_THE TASK:_
The job is to find each line in the entries holding the string "name" and copy that line.

==== ENTRIES PROVIDED ====

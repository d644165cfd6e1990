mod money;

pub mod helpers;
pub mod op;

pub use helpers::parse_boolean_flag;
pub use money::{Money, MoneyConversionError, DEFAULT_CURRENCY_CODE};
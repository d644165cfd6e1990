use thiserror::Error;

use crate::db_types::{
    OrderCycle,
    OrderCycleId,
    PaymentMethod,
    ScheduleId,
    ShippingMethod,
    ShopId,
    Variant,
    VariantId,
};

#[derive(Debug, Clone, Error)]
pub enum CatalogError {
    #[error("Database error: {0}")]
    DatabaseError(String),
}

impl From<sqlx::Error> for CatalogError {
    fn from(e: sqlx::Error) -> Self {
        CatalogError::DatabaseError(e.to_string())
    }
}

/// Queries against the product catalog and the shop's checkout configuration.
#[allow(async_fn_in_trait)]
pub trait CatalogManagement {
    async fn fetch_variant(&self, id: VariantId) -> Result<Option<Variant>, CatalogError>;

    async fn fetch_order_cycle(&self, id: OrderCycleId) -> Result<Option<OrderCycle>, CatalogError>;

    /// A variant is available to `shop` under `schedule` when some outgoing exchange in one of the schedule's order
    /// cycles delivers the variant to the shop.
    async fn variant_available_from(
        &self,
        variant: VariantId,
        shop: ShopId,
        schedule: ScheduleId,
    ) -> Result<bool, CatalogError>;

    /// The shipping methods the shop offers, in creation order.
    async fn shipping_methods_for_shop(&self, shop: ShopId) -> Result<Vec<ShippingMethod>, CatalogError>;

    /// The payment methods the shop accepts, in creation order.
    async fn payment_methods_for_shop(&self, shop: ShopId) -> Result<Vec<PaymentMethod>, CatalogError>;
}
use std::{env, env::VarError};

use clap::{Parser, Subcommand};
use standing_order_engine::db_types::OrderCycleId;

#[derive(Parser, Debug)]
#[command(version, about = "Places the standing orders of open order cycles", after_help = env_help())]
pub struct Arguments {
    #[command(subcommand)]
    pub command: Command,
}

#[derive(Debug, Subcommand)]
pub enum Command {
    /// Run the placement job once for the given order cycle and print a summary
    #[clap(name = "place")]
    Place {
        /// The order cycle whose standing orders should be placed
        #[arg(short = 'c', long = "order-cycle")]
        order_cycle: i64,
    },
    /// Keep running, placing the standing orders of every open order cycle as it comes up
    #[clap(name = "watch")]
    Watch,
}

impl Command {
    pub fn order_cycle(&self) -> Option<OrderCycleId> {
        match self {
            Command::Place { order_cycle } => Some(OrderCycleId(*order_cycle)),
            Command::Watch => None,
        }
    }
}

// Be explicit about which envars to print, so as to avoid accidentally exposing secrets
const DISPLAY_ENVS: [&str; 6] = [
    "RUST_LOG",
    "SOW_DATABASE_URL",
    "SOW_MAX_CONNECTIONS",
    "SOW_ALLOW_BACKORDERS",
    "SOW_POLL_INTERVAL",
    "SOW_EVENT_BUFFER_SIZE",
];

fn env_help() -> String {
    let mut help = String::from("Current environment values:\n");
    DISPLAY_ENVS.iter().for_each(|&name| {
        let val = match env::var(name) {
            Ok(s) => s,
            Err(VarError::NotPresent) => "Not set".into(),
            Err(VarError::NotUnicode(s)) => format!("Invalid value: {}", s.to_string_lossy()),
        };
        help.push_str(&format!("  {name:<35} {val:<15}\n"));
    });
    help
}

====

_RESULT OF THIS TASK:_
    #[clap(name = "place")]
    #[clap(name = "watch")]
    DISPLAY_ENVS.iter().for_each(|&name| {
        let val = match env::var(name) {
        help.push_str(&format!("  {name:<35} {val:<15}\n"));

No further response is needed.